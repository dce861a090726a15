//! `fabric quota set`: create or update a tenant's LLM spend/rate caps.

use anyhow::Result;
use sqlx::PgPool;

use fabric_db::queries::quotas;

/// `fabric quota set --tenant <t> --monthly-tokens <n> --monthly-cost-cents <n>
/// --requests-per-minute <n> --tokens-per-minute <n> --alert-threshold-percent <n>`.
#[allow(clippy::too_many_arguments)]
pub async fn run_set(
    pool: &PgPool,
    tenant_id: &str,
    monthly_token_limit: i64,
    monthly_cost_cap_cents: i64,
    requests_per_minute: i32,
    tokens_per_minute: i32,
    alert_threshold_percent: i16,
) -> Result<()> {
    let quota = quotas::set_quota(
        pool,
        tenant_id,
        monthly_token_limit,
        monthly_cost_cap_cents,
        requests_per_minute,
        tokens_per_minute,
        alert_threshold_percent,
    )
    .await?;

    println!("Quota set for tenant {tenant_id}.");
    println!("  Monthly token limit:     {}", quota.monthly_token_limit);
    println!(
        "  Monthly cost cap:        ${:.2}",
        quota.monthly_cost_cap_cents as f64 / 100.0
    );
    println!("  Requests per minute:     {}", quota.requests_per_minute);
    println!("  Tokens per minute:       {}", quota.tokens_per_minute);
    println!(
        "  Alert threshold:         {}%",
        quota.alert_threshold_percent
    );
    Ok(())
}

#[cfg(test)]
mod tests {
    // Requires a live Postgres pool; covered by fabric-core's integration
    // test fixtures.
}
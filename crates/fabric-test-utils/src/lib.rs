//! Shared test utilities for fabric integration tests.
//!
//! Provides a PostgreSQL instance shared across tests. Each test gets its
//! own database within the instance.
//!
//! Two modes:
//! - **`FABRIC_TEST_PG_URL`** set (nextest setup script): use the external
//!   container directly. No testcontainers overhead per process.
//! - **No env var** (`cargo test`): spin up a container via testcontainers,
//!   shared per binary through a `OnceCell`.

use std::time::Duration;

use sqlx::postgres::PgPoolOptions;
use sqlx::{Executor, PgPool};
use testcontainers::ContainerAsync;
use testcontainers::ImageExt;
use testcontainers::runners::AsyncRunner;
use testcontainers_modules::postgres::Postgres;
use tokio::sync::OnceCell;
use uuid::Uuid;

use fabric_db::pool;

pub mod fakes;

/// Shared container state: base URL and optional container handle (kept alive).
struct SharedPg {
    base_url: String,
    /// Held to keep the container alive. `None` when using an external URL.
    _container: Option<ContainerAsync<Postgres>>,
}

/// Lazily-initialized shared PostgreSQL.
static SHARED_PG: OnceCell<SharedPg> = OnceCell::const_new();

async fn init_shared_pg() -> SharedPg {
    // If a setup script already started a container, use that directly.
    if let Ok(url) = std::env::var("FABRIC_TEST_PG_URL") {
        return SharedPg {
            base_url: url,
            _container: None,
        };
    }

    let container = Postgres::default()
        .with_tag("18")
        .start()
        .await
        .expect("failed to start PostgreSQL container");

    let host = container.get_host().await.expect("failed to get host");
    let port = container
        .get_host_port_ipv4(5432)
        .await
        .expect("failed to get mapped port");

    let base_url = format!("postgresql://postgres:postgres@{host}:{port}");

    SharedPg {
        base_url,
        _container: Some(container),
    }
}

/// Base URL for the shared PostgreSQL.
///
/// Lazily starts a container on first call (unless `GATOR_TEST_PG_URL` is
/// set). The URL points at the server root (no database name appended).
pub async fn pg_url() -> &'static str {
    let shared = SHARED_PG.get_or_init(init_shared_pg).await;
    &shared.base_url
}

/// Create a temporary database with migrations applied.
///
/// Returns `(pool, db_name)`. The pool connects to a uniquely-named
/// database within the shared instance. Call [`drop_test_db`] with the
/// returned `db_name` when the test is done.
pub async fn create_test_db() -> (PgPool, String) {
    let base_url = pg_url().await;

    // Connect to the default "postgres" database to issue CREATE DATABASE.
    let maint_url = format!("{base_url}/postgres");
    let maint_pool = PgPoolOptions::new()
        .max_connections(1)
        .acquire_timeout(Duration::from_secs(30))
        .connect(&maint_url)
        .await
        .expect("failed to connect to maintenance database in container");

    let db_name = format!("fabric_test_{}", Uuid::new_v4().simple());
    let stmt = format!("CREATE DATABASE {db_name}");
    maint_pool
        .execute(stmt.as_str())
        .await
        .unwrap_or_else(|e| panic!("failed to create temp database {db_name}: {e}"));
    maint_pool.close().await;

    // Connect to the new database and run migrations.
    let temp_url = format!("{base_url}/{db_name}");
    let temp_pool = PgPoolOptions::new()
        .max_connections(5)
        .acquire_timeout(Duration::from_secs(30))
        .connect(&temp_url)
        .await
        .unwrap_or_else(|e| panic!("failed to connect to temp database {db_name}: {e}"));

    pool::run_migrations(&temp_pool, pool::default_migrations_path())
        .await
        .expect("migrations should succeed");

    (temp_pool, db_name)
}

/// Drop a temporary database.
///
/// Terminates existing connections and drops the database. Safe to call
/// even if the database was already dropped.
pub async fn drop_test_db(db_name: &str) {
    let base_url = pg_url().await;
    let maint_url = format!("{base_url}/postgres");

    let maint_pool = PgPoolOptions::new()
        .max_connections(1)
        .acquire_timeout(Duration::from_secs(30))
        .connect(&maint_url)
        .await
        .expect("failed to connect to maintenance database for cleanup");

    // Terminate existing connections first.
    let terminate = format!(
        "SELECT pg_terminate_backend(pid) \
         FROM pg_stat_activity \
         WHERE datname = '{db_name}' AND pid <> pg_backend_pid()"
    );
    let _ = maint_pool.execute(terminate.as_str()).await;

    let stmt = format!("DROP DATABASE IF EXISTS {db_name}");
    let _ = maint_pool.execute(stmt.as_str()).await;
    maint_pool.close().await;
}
* * * * * * * * *
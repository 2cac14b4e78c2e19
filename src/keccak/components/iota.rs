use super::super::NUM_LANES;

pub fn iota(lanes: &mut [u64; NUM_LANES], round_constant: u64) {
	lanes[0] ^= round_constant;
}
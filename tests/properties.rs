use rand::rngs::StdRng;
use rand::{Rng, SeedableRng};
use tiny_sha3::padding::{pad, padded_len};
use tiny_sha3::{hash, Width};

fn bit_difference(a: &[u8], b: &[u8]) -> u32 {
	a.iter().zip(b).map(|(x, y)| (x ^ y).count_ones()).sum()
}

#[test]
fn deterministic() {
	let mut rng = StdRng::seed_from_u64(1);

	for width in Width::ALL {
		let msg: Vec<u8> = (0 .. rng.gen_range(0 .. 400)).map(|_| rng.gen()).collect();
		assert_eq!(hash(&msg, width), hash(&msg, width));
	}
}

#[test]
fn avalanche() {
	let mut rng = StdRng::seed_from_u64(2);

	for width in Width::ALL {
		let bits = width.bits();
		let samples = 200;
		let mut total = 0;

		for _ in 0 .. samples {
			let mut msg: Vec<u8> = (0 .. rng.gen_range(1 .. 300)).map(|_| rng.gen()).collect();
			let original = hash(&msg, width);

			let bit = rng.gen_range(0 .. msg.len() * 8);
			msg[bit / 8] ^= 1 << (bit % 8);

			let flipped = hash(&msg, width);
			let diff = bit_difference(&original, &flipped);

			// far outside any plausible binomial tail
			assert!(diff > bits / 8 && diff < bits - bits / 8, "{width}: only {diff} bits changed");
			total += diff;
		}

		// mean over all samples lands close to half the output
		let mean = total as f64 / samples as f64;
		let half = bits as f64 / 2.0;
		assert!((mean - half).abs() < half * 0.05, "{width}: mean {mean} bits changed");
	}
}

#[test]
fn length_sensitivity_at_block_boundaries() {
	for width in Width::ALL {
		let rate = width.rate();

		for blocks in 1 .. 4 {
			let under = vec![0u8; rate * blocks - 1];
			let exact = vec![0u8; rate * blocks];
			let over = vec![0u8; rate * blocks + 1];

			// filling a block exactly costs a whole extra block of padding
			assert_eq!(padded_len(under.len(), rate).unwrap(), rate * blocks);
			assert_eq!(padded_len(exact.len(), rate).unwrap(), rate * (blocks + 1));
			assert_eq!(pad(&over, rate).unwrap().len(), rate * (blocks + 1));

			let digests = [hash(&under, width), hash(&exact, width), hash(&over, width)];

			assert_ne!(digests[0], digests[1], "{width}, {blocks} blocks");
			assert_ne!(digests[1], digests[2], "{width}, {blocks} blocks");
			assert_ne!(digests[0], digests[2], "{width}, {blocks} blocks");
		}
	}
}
* * * * * * * * *
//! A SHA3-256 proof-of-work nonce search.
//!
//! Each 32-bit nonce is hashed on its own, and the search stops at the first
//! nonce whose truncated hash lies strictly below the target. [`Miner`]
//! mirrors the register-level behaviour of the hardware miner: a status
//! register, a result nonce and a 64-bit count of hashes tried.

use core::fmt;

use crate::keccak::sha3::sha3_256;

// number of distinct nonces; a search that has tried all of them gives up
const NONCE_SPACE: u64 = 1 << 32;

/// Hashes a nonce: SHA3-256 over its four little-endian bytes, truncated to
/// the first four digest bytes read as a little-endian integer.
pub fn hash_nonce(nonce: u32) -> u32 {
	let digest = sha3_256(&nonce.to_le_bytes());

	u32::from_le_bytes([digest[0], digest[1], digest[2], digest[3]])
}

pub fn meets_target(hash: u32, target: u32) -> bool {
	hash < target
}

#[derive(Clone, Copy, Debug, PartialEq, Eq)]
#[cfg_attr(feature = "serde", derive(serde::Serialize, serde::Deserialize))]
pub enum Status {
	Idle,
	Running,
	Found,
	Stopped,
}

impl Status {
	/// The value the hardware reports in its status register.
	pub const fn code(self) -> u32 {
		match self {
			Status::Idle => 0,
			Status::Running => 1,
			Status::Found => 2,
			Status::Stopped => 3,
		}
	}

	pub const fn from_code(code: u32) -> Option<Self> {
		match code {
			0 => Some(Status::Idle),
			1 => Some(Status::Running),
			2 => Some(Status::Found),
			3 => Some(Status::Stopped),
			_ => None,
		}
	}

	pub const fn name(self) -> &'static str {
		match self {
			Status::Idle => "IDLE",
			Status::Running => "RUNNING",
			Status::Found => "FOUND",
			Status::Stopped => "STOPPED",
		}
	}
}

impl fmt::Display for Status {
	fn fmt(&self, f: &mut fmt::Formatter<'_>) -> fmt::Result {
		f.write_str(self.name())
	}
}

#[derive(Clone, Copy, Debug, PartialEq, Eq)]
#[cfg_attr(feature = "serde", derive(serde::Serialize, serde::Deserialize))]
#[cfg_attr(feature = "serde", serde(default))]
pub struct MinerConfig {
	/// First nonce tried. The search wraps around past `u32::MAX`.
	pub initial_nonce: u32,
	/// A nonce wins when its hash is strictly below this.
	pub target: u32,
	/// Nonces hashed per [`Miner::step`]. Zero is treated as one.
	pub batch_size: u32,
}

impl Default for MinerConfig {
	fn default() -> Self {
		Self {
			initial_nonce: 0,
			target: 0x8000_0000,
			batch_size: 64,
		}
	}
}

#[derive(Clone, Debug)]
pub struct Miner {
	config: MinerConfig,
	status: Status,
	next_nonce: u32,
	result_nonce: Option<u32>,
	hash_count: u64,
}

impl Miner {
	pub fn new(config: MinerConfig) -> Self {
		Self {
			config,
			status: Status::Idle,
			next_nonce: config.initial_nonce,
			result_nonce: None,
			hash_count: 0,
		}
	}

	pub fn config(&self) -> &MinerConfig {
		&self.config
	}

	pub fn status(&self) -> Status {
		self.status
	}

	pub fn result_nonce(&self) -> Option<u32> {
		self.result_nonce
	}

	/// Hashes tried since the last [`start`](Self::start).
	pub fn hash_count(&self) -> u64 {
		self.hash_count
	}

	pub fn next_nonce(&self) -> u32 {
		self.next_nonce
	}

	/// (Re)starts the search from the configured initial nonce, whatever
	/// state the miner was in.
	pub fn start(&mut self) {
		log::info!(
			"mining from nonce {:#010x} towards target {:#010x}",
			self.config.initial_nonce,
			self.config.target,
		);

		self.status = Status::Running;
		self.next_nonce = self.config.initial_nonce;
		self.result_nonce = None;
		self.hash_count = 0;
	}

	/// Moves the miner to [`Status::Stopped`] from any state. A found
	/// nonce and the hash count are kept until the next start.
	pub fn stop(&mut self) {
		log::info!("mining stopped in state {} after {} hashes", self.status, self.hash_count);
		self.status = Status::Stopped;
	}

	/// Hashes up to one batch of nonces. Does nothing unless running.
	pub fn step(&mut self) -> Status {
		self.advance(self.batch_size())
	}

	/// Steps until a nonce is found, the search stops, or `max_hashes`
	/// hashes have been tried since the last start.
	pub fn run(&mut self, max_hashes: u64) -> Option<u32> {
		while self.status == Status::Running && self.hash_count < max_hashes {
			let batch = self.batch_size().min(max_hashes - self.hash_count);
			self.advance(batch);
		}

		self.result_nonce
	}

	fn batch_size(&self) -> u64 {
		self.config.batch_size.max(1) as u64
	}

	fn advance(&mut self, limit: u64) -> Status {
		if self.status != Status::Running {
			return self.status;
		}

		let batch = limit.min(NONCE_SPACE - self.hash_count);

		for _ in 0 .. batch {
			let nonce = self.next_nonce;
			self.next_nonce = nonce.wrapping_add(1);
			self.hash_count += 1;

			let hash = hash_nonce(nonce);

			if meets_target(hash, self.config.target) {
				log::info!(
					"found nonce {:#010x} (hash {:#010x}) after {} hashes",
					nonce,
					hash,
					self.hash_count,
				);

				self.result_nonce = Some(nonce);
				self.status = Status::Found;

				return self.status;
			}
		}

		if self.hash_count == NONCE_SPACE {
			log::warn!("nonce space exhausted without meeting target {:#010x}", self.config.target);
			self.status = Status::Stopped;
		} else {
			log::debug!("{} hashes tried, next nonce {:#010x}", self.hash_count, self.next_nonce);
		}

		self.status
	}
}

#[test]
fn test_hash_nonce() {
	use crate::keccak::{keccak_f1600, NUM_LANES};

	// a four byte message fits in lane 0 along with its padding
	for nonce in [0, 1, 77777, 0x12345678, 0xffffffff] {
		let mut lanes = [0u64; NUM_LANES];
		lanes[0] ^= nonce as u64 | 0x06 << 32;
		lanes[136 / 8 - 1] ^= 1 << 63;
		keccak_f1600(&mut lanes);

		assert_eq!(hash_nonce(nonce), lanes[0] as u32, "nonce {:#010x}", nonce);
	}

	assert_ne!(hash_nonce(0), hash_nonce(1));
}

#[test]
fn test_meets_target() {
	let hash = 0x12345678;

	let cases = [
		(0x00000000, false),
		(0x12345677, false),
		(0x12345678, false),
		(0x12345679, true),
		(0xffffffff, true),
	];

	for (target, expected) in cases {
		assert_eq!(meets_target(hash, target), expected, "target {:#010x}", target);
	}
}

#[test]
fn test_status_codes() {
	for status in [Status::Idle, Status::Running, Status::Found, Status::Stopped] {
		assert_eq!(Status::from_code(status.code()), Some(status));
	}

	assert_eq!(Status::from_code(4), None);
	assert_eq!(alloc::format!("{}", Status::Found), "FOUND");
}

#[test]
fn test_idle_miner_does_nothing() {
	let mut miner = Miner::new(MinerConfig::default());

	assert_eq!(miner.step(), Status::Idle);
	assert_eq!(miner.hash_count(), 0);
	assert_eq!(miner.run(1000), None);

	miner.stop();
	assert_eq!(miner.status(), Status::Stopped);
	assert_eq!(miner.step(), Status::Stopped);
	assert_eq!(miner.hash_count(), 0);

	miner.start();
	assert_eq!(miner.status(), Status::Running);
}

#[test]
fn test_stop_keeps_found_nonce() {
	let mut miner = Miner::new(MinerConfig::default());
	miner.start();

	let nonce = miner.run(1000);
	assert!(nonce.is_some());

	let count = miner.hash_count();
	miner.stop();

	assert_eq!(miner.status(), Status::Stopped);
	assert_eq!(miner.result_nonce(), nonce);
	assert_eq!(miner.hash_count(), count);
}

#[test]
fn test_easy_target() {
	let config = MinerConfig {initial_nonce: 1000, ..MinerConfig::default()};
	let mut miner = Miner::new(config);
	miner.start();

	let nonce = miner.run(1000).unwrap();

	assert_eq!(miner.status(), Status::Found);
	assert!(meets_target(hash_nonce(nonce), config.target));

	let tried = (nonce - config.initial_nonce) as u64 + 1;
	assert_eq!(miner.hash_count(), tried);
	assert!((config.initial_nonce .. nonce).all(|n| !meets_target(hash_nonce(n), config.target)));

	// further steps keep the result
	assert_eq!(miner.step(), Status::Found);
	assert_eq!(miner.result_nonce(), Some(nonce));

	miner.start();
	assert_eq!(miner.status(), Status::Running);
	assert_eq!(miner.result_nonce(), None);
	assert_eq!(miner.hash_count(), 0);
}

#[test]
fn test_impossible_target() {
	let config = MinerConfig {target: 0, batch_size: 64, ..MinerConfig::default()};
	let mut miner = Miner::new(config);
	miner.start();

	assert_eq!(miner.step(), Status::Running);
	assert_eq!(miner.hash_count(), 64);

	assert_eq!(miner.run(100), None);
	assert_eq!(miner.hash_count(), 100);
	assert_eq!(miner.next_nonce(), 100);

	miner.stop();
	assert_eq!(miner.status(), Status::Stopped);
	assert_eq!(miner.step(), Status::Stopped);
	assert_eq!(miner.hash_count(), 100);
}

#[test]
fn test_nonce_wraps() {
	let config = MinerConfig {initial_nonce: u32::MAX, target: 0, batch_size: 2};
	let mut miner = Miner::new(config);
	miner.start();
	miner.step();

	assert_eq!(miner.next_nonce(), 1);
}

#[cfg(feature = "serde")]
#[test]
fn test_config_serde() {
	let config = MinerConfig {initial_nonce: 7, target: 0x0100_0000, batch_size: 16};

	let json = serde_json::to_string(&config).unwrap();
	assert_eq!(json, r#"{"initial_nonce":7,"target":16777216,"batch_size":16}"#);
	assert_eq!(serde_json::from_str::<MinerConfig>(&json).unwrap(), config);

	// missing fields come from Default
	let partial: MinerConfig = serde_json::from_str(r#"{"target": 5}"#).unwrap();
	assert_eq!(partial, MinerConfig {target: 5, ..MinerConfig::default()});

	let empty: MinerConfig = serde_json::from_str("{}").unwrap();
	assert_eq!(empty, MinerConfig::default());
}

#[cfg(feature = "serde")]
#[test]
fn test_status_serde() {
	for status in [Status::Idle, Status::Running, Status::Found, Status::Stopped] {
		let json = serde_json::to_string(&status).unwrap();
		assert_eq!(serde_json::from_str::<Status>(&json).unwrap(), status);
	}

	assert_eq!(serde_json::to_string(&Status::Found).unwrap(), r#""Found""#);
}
* * * * * * * * *
● **Task**: Every line of the entries above that holds "blocks" should be copied out.

● **Answer to this exercise**:
		for blocks in 1 .. 4 {
			let under = vec![0u8; rate * blocks - 1];
			let exact = vec![0u8; rate * blocks];
			let over = vec![0u8; rate * blocks + 1];
			assert_eq!(padded_len(under.len(), rate).unwrap(), rate * blocks);
			assert_eq!(padded_len(exact.len(), rate).unwrap(), rate * (blocks + 1));
			assert_eq!(pad(&over, rate).unwrap().len(), rate * (blocks + 1));
			assert_ne!(digests[0], digests[1], "{width}, {blocks} blocks");
			assert_ne!(digests[1], digests[2], "{width}, {blocks} blocks");
			assert_ne!(digests[0], digests[2], "{width}, {blocks} blocks");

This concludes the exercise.